╔══
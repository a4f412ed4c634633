use actix_cors::Cors;
use actix_web::http::header::{self, HeaderName};

pub fn middleware(origin: &str) -> Cors {
    Cors::default()
        .allowed_methods(vec!["GET", "POST", "PUT", "OPTIONS"])
        .allowed_headers(vec![
            header::AUTHORIZATION,
            header::CONTENT_TYPE,
            header::ACCEPT,
            HeaderName::from_static("x-api-key"),
        ])
        .allowed_origin(origin)
        .max_age(3600)
}
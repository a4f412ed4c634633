use chrono::NaiveDateTime;
use uuid::Uuid;

pub struct SubscriptionCreateRequest {
    pub user_id: Uuid,
    pub plan_id: Uuid,
    pub start_time: NaiveDateTime,
    pub end_time: NaiveDateTime,
    pub is_paid: bool,
    pub origin: String,
}

pub struct SubscriptionRangeUpdate {
    pub start_time: NaiveDateTime,
    pub end_time: NaiveDateTime,
}

/// Previous-period candidates of a user: subscriptions on any of `plan_ids`
/// ending inside `[ending_after, ending_before]`.
pub struct LineageFilter {
    pub user_id: Uuid,
    pub plan_ids: Vec<Uuid>,
    pub ending_after: NaiveDateTime,
    pub ending_before: NaiveDateTime,
    pub exclude_id: Uuid,
}
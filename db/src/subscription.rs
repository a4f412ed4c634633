use chrono::NaiveDateTime;
use common::error::{AppError, Res};
use sqlx::{Executor, Postgres};
use uuid::Uuid;

use crate::{
    dtos::subscription::{LineageFilter, SubscriptionCreateRequest, SubscriptionRangeUpdate},
    models::subscription::Subscription,
};

pub async fn get_subscription_by_id<'e, E: Executor<'e, Database = Postgres>>(
    executor: E,
    subscription_id: Uuid,
) -> Res<Option<Subscription>> {
    sqlx::query_as::<_, Subscription>("SELECT * FROM subscriptions WHERE id = $1")
        .bind(subscription_id)
        .fetch_optional(executor)
        .await
        .map_err(AppError::from)
}

/// Row-locks a subscription for the rest of the transaction. Used to
/// serialize work on one payer subscription's request set.
pub async fn lock_subscription<'e, E: Executor<'e, Database = Postgres>>(
    executor: E,
    subscription_id: Uuid,
) -> Res<()> {
    sqlx::query("SELECT id FROM subscriptions WHERE id = $1 FOR UPDATE")
        .bind(subscription_id)
        .execute(executor)
        .await?;
    Ok(())
}

pub async fn insert_subscription<'e, E: Executor<'e, Database = Postgres>>(
    executor: E,
    data: SubscriptionCreateRequest,
) -> Res<Subscription> {
    sqlx::query_as::<_, Subscription>(
        r#"
        INSERT INTO subscriptions (user_id, plan_id, start_time, end_time, is_paid, origin)
        VALUES ($1, $2, $3, $4, $5, $6)
        RETURNING *
        "#,
    )
    .bind(data.user_id)
    .bind(data.plan_id)
    .bind(data.start_time)
    .bind(data.end_time)
    .bind(data.is_paid)
    .bind(data.origin)
    .fetch_one(executor)
    .await
    .map_err(AppError::from)
}

pub async fn update_subscription_range<'e, E: Executor<'e, Database = Postgres>>(
    executor: E,
    subscription_id: Uuid,
    data: SubscriptionRangeUpdate,
) -> Res<Subscription> {
    sqlx::query_as::<_, Subscription>(
        r#"
        UPDATE subscriptions
        SET start_time = $1, end_time = $2, updated_at = (NOW() AT TIME ZONE 'utc')
        WHERE id = $3
        RETURNING *
        "#,
    )
    .bind(data.start_time)
    .bind(data.end_time)
    .bind(subscription_id)
    .fetch_one(executor)
    .await
    .map_err(AppError::from)
}

/// Ends a subscription at `now` unless it has already ended. A subscription
/// that has not started yet collapses onto its start.
pub async fn stop_subscription<'e, E: Executor<'e, Database = Postgres>>(
    executor: E,
    subscription_id: Uuid,
    now: NaiveDateTime,
) -> Res<bool> {
    let result = sqlx::query(
        r#"
        UPDATE subscriptions
        SET end_time = GREATEST(start_time, $1), updated_at = $1
        WHERE id = $2 AND end_time > $1
        "#,
    )
    .bind(now)
    .bind(subscription_id)
    .execute(executor)
    .await?;
    Ok(result.rows_affected() > 0)
}

pub async fn get_lineage_candidates<'e, E: Executor<'e, Database = Postgres>>(
    executor: E,
    filter: LineageFilter,
) -> Res<Vec<Subscription>> {
    sqlx::query_as::<_, Subscription>(
        r#"
        SELECT * FROM subscriptions
        WHERE user_id = $1
          AND plan_id = ANY($2)
          AND end_time BETWEEN $3 AND $4
          AND id <> $5
        ORDER BY end_time DESC
        "#,
    )
    .bind(filter.user_id)
    .bind(filter.plan_ids)
    .bind(filter.ending_after)
    .bind(filter.ending_before)
    .bind(filter.exclude_id)
    .fetch_all(executor)
    .await
    .map_err(AppError::from)
}

/// Latest end time among the user's subscriptions of `plan_id` that are
/// still running at `now`.
pub async fn get_latest_running_end_time<'e, E: Executor<'e, Database = Postgres>>(
    executor: E,
    user_id: Uuid,
    plan_id: Uuid,
    now: NaiveDateTime,
) -> Res<Option<NaiveDateTime>> {
    sqlx::query_scalar::<_, Option<NaiveDateTime>>(
        "SELECT MAX(end_time) FROM subscriptions WHERE user_id = $1 AND plan_id = $2 AND end_time > $3",
    )
    .bind(user_id)
    .bind(plan_id)
    .bind(now)
    .fetch_one(executor)
    .await
    .map_err(AppError::from)
}
use chrono::NaiveDateTime;
use serde::{Deserialize, Serialize};
use uuid::Uuid;

#[derive(Debug, Clone, PartialEq, sqlx::FromRow, Serialize, Deserialize)]
pub struct Subscription {
    pub id: Uuid,
    pub user_id: Uuid,
    pub plan_id: Uuid,
    pub start_time: NaiveDateTime,
    pub end_time: NaiveDateTime,
    pub is_paid: bool,
    pub origin: String,
    pub created_at: NaiveDateTime,
    pub updated_at: NaiveDateTime,
}

impl Subscription {
    pub fn has_ended_at(&self, now: NaiveDateTime) -> bool {
        self.end_time <= now
    }

    pub fn same_range(&self, other: &Subscription) -> bool {
        self.start_time == other.start_time && self.end_time == other.end_time
    }
}
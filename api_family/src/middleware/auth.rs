use std::{future::Future, pin::Pin, rc::Rc, sync::Arc};

use actix_web::{
    Error, HttpMessage,
    dev::{Service, ServiceRequest, ServiceResponse, Transform, forward_ready},
};
use common::{error::AppError, jwt};
use futures::future::{Ready, ok};

/// Requires a valid `Authorization: Bearer` token and exposes its
/// [`jwt::JwtClaims`] to the handlers.
pub struct AuthMiddleware {
    secret: Rc<String>,
}

impl AuthMiddleware {
    pub fn new(secret: String) -> Self {
        AuthMiddleware {
            secret: Rc::new(secret),
        }
    }
}

impl<S, B> Transform<S, ServiceRequest> for AuthMiddleware
where
    S: Service<ServiceRequest, Response = ServiceResponse<B>, Error = Error> + 'static,
    B: actix_web::body::MessageBody + 'static,
{
    type Response = ServiceResponse<actix_web::body::BoxBody>;
    type Error = Error;
    type Transform = AuthMiddlewareService<S>;
    type InitError = ();
    type Future = Ready<Result<Self::Transform, Self::InitError>>;

    fn new_transform(&self, service: S) -> Self::Future {
        ok(AuthMiddlewareService {
            service: Arc::new(service),
            secret: self.secret.clone(),
        })
    }
}

pub struct AuthMiddlewareService<S> {
    service: Arc<S>,
    secret: Rc<String>,
}

impl<S, B> Service<ServiceRequest> for AuthMiddlewareService<S>
where
    S: Service<ServiceRequest, Response = ServiceResponse<B>, Error = Error> + 'static,
    B: actix_web::body::MessageBody + 'static,
{
    type Response = ServiceResponse<actix_web::body::BoxBody>;
    type Error = Error;
    type Future = Pin<Box<dyn Future<Output = Result<Self::Response, Self::Error>>>>;

    forward_ready!(service);

    fn call(&self, req: ServiceRequest) -> Self::Future {
        let token = bearer_token(&req);
        let secret = self.secret.clone();
        let srv = Arc::clone(&self.service);

        Box::pin(async move {
            let Some(token) = token else {
                return Ok(req.error_response(AppError::Unauthorized(
                    "No authorization token provided".to_string(),
                )));
            };
            match jwt::validate_jwt(&token, &secret) {
                Ok(claims) => {
                    req.extensions_mut().insert(claims);
                    srv.call(req).await.map(|res| res.map_into_boxed_body())
                }
                Err(e) => {
                    log::debug!("Rejected token on {}: {}", req.path(), e);
                    Ok(req.error_response(AppError::Unauthorized("Invalid token".to_string())))
                }
            }
        })
    }
}

fn bearer_token(req: &ServiceRequest) -> Option<String> {
    req.headers()
        .get("Authorization")
        .and_then(|header| header.to_str().ok())
        .and_then(|header| header.strip_prefix("Bearer "))
        .map(|token| token.trim().to_string())
        .filter(|token| !token.is_empty())
}
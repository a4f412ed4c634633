use chrono::NaiveDateTime;
use uuid::Uuid;

pub struct RequestCreateRequest {
    pub code: String,
    pub master_user_id: Uuid,
    pub master_subscription_id: Uuid,
    pub slave_plan_id: Uuid,
    pub expires_at: Option<NaiveDateTime>,
    pub now: NaiveDateTime,
}

pub struct RequestAcceptRequest {
    pub slave_user_id: Uuid,
    pub now: NaiveDateTime,
}
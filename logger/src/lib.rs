use colored::Colorize;
use middleware::logger::LoggerMiddleware;

pub mod middleware {
    pub mod logger;
}

/// Installs the global logger: coloured levels to stdout when `console` is
/// set, plain lines appended to `path` always.
pub fn setup(path: &str, console: bool) -> Result<(), fern::InitError> {
    let colored_lines = fern::Dispatch::new()
        .format(|out, message, record| {
            let color = match record.level() {
                log::Level::Info => "green",
                log::Level::Warn => "yellow",
                log::Level::Error => "red",
                log::Level::Debug => "magenta",
                log::Level::Trace => "bright black",
            };
            out.finish(format_args!(
                "{}[{}][{}] {}",
                chrono::Local::now().format("[%H:%M:%S]"),
                record.target(),
                record.level().to_string().color(color),
                message
            ))
        })
        .chain(std::io::stdout());

    let file_lines = fern::Dispatch::new()
        .format(|out, message, record| {
            out.finish(format_args!(
                "{}[{}][{}] {}",
                chrono::Local::now().format("[%Y-%m-%d %H:%M:%S]"),
                record.target(),
                record.level(),
                message
            ))
        })
        .chain(fern::log_file(path)?);

    let mut dispatch = fern::Dispatch::new()
        .level(log::LevelFilter::Debug)
        .level_for("sqlx", log::LevelFilter::Warn)
        .level_for("actix_server", log::LevelFilter::Info)
        .level_for("hyper", log::LevelFilter::Off)
        .chain(file_lines);
    if console {
        dispatch = dispatch.chain(colored_lines);
    }
    dispatch.apply()?;
    Ok(())
}

pub fn middleware() -> LoggerMiddleware {
    LoggerMiddleware::new()
}
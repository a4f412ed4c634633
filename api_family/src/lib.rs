use actix_web::web;
use common::env_config::Config;
use family::{FamilyService, PgBackend};
use middleware::{auth::AuthMiddleware, hook_key::HookKeyMiddleware};

pub mod routes {
    pub mod hooks;
    pub mod requests;
}
pub mod middleware {
    pub mod auth;
    pub mod hook_key;
}
mod dtos {
    pub(crate) mod hook;
    pub(crate) mod request;
}

/// The engine as the routes see it.
pub type Family = FamilyService<PgBackend>;

/// Redemption and seat management, for signed in users.
pub fn mount_family() -> actix_web::Scope {
    web::scope("/family")
        .service(routes::requests::get_request)
        .service(routes::requests::post_accept)
        .service(routes::requests::post_release)
        .service(routes::requests::put_note)
        .service(routes::requests::get_subscription_requests)
}

/// Subscription lifecycle hooks, for the subscriptions service.
pub fn mount_hooks() -> actix_web::Scope {
    web::scope("/family/hooks")
        .service(routes::hooks::post_subscription_created)
        .service(routes::hooks::post_subscription_updated)
        .service(routes::hooks::post_subscription_shortened)
}

pub fn auth_middleware(config: &Config) -> AuthMiddleware {
    AuthMiddleware::new(config.jwt_config.secret.clone())
}

pub fn hook_key_middleware(config: &Config) -> HookKeyMiddleware {
    HookKeyMiddleware::new(config.hooks_api_keys.clone())
}
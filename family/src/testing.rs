//! Fixtures shared by the unit tests.

use chrono::{NaiveDate, NaiveDateTime};
use db::{
    dtos::{payment::PaymentItemCreateRequest, subscription::SubscriptionCreateRequest},
    models::subscription::Subscription,
};
use uuid::Uuid;

use crate::{
    memory::MemoryBackend,
    provisioning::{ITEM_TYPE_FAMILY, ITEM_TYPE_SUBSCRIPTION},
};

/// Midnight of a day in January 2025; day 0 and 32+ roll into the neighbours.
pub fn day(n: i64) -> NaiveDateTime {
    NaiveDate::from_ymd_opt(2025, 1, 1)
        .unwrap()
        .and_hms_opt(0, 0, 0)
        .unwrap()
        + chrono::Duration::days(n - 1)
}

pub fn now() -> NaiveDateTime {
    day(15)
}

pub async fn subscription_between(
    backend: &MemoryBackend,
    user_id: Uuid,
    plan_id: Uuid,
    start_time: NaiveDateTime,
    end_time: NaiveDateTime,
) -> Subscription {
    backend
        .add_subscription(SubscriptionCreateRequest {
            user_id,
            plan_id,
            start_time,
            end_time,
            is_paid: true,
            origin: "purchase".to_string(),
        })
        .await
}

/// Runs from the 1st of January to the 1st of February, so it is live at [`now`].
pub async fn running_subscription(
    backend: &MemoryBackend,
    user_id: Uuid,
    plan_id: Uuid,
) -> Subscription {
    subscription_between(backend, user_id, plan_id, day(1), day(32)).await
}

fn item(payment_id: Uuid, item_type: &str, plan_id: Uuid, count: i32) -> PaymentItemCreateRequest {
    PaymentItemCreateRequest {
        payment_id,
        item_type: item_type.to_string(),
        plan_id: Some(plan_id),
        unit_count: count,
        unit_price: 500,
        vat: None,
        no_vat: false,
        name: None,
        meta: serde_json::json!({}),
    }
}

pub fn plan_item(payment_id: Uuid, plan_id: Uuid, count: i32) -> PaymentItemCreateRequest {
    item(payment_id, ITEM_TYPE_SUBSCRIPTION, plan_id, count)
}

pub fn family_item(payment_id: Uuid, plan_id: Uuid, count: i32) -> PaymentItemCreateRequest {
    item(payment_id, ITEM_TYPE_FAMILY, plan_id, count)
}
use sqlx::types::JsonValue;
use uuid::Uuid;

pub struct PaymentItemCreateRequest {
    pub payment_id: Uuid,
    pub item_type: String,
    pub plan_id: Option<Uuid>,
    pub unit_count: i32,
    pub unit_price: i64,
    pub vat: Option<i64>,
    pub no_vat: bool,
    pub name: Option<String>,
    pub meta: JsonValue,
}
use chrono::NaiveDateTime;
use common::{
    error::{AppError, Res},
    misc::RequestStatus,
};
use sqlx::{Executor, Postgres};
use uuid::Uuid;

use crate::{
    dtos::request::{RequestAcceptRequest, RequestCreateRequest},
    models::request::FamilyRequest,
};

pub async fn get_request_by_id<'e, E: Executor<'e, Database = Postgres>>(
    executor: E,
    request_id: Uuid,
) -> Res<Option<FamilyRequest>> {
    sqlx::query_as::<_, FamilyRequest>("SELECT * FROM family_requests WHERE id = $1")
        .bind(request_id)
        .fetch_optional(executor)
        .await
        .map_err(AppError::from)
}

/// Same as [`get_request_by_id`] but holds a row lock until the transaction ends.
pub async fn get_request_for_update<'e, E: Executor<'e, Database = Postgres>>(
    executor: E,
    request_id: Uuid,
) -> Res<Option<FamilyRequest>> {
    sqlx::query_as::<_, FamilyRequest>("SELECT * FROM family_requests WHERE id = $1 FOR UPDATE")
        .bind(request_id)
        .fetch_optional(executor)
        .await
        .map_err(AppError::from)
}

pub async fn get_request_by_code<'e, E: Executor<'e, Database = Postgres>>(
    executor: E,
    code: &str,
) -> Res<Option<FamilyRequest>> {
    sqlx::query_as::<_, FamilyRequest>("SELECT * FROM family_requests WHERE code = $1")
        .bind(code)
        .fetch_optional(executor)
        .await
        .map_err(AppError::from)
}

pub async fn get_requests_by_master_subscription<'e, E: Executor<'e, Database = Postgres>>(
    executor: E,
    master_subscription_id: Uuid,
) -> Res<Vec<FamilyRequest>> {
    sqlx::query_as::<_, FamilyRequest>(
        "SELECT * FROM family_requests WHERE master_subscription_id = $1 ORDER BY created_at, code",
    )
    .bind(master_subscription_id)
    .fetch_all(executor)
    .await
    .map_err(AppError::from)
}

pub async fn get_request_by_slave_subscription<'e, E: Executor<'e, Database = Postgres>>(
    executor: E,
    slave_subscription_id: Uuid,
) -> Res<Option<FamilyRequest>> {
    sqlx::query_as::<_, FamilyRequest>(
        "SELECT * FROM family_requests WHERE slave_subscription_id = $1",
    )
    .bind(slave_subscription_id)
    .fetch_optional(executor)
    .await
    .map_err(AppError::from)
}

pub async fn exists_accepted_request_for_user<'e, E: Executor<'e, Database = Postgres>>(
    executor: E,
    master_subscription_id: Uuid,
    slave_user_id: Uuid,
) -> Res<bool> {
    sqlx::query_scalar::<_, bool>(
        r#"
        SELECT EXISTS(
            SELECT 1 FROM family_requests
            WHERE master_subscription_id = $1 AND slave_user_id = $2 AND status = 'accepted'
        )
        "#,
    )
    .bind(master_subscription_id)
    .bind(slave_user_id)
    .fetch_one(executor)
    .await
    .map_err(AppError::from)
}

pub async fn insert_request<'e, E: Executor<'e, Database = Postgres>>(
    executor: E,
    data: RequestCreateRequest,
) -> Res<FamilyRequest> {
    sqlx::query_as::<_, FamilyRequest>(
        r#"
        INSERT INTO family_requests
            (code, master_user_id, master_subscription_id, slave_plan_id, status, expires_at, created_at, updated_at)
        VALUES ($1, $2, $3, $4, $5, $6, $7, $7)
        RETURNING *
        "#,
    )
    .bind(data.code)
    .bind(data.master_user_id)
    .bind(data.master_subscription_id)
    .bind(data.slave_plan_id)
    .bind(RequestStatus::Created.as_str())
    .bind(data.expires_at)
    .bind(data.now)
    .fetch_one(executor)
    .await
    .map_err(AppError::from)
}

/// Moves a request from `created` to `accepted`. Returns `None` when the
/// request was no longer `created`, i.e. somebody else got there first.
pub async fn accept_request<'e, E: Executor<'e, Database = Postgres>>(
    executor: E,
    request_id: Uuid,
    data: RequestAcceptRequest,
) -> Res<Option<FamilyRequest>> {
    sqlx::query_as::<_, FamilyRequest>(
        r#"
        UPDATE family_requests
        SET status = $1, slave_user_id = $2, accepted_at = $3, updated_at = $3
        WHERE id = $4 AND status = $5
        RETURNING *
        "#,
    )
    .bind(RequestStatus::Accepted.as_str())
    .bind(data.slave_user_id)
    .bind(data.now)
    .bind(request_id)
    .bind(RequestStatus::Created.as_str())
    .fetch_optional(executor)
    .await
    .map_err(AppError::from)
}

pub async fn link_request_slave_subscription<'e, E: Executor<'e, Database = Postgres>>(
    executor: E,
    request_id: Uuid,
    slave_subscription_id: Uuid,
) -> Res<FamilyRequest> {
    sqlx::query_as::<_, FamilyRequest>(
        "UPDATE family_requests SET slave_subscription_id = $1 WHERE id = $2 RETURNING *",
    )
    .bind(slave_subscription_id)
    .bind(request_id)
    .fetch_one(executor)
    .await
    .map_err(AppError::from)
}

pub async fn cancel_request<'e, E: Executor<'e, Database = Postgres>>(
    executor: E,
    request_id: Uuid,
    now: NaiveDateTime,
) -> Res<Option<FamilyRequest>> {
    sqlx::query_as::<_, FamilyRequest>(
        r#"
        UPDATE family_requests
        SET status = $1, canceled_at = $2, updated_at = $2
        WHERE id = $3 AND status = $4
        RETURNING *
        "#,
    )
    .bind(RequestStatus::Canceled.as_str())
    .bind(now)
    .bind(request_id)
    .bind(RequestStatus::Accepted.as_str())
    .fetch_optional(executor)
    .await
    .map_err(AppError::from)
}

/// Stamps `opened_at` only the first time.
pub async fn mark_request_opened<'e, E: Executor<'e, Database = Postgres>>(
    executor: E,
    request_id: Uuid,
    now: NaiveDateTime,
) -> Res<FamilyRequest> {
    sqlx::query_as::<_, FamilyRequest>(
        "UPDATE family_requests SET opened_at = COALESCE(opened_at, $1) WHERE id = $2 RETURNING *",
    )
    .bind(now)
    .bind(request_id)
    .fetch_one(executor)
    .await
    .map_err(AppError::from)
}

pub async fn update_request_note<'e, E: Executor<'e, Database = Postgres>>(
    executor: E,
    request_id: Uuid,
    note: Option<String>,
    now: NaiveDateTime,
) -> Res<FamilyRequest> {
    sqlx::query_as::<_, FamilyRequest>(
        "UPDATE family_requests SET note = $1, updated_at = $2 WHERE id = $3 RETURNING *",
    )
    .bind(note)
    .bind(now)
    .bind(request_id)
    .fetch_one(executor)
    .await
    .map_err(AppError::from)
}

pub async fn update_request_expiry<'e, E: Executor<'e, Database = Postgres>>(
    executor: E,
    request_id: Uuid,
    expires_at: Option<NaiveDateTime>,
    now: NaiveDateTime,
) -> Res<FamilyRequest> {
    sqlx::query_as::<_, FamilyRequest>(
        "UPDATE family_requests SET expires_at = $1, updated_at = $2 WHERE id = $3 RETURNING *",
    )
    .bind(expires_at)
    .bind(now)
    .bind(request_id)
    .fetch_one(executor)
    .await
    .map_err(AppError::from)
}
use jsonwebtoken::{DecodingKey, Validation};
use serde::{Deserialize, Serialize};
use uuid::Uuid;

use crate::error::Res;

#[derive(Debug, Serialize, Deserialize, Clone)]
pub struct JwtClaims {
    pub user_id: Uuid,
    pub exp: usize,
}

/// Extracts claims object from JWT token.
/// Requires JWT secret.
pub fn validate_jwt(token: &str, secret: &str) -> Res<JwtClaims> {
    let token_data = jsonwebtoken::decode::<JwtClaims>(
        token,
        &DecodingKey::from_secret(secret.as_bytes()),
        &Validation::default(),
    )?;
    Ok(token_data.claims)
}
╚══
_WHAT YOU NEED TO DO_: Only lines holding the word "SubscriptionRangeUpdate" belong in the answer; copy each one from the material.

_WRITTEN REPLY_:
pub struct SubscriptionRangeUpdate {
    dtos::subscription::{LineageFilter, SubscriptionCreateRequest, SubscriptionRangeUpdate},
    data: SubscriptionRangeUpdate,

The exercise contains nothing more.